While we identified the overall influence of the additional texts is negligible, we outperformed the state-of-the-art with our Deep Learning prediction models.
- Score: 0.0
- License: http://arxiv.org/licenses/nonexclusive-distrib/1.0/
- Abstract: The number of newly published vulnerabilities is constantly increasing. Until
now, the information available when a new vulnerability is published is
manually assessed by experts using a Common Vulnerability Scoring System (CVSS)
vector and score. This assessment is time consuming and requires expertise.
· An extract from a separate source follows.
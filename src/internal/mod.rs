//! Internal implementation details.

pub(crate) mod circular;

pub use circular::CircularPanic;
pub(crate) use circular::with_circular_catch;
Various works already try to predict CVSS vectors or scores using machine
learning based on the textual descriptions of the vulnerability to enable
faster assessment. However, for this purpose, previous works only use the texts
available in databases such as National Vulnerability Database. With this work,
the publicly available web pages referenced in the National Vulnerability
Database are analyzed and made available as sources of texts through web
scraping. A Deep Learning based method for predicting the CVSS vector is
implemented and evaluated. The present work provides a classification of the
National Vulnerability Database's reference texts based on the suitability and
crawlability of their texts. While we identified the overall influence of the
additional texts is negligible, we outperformed the state-of-the-art with our
Deep Learning prediction models.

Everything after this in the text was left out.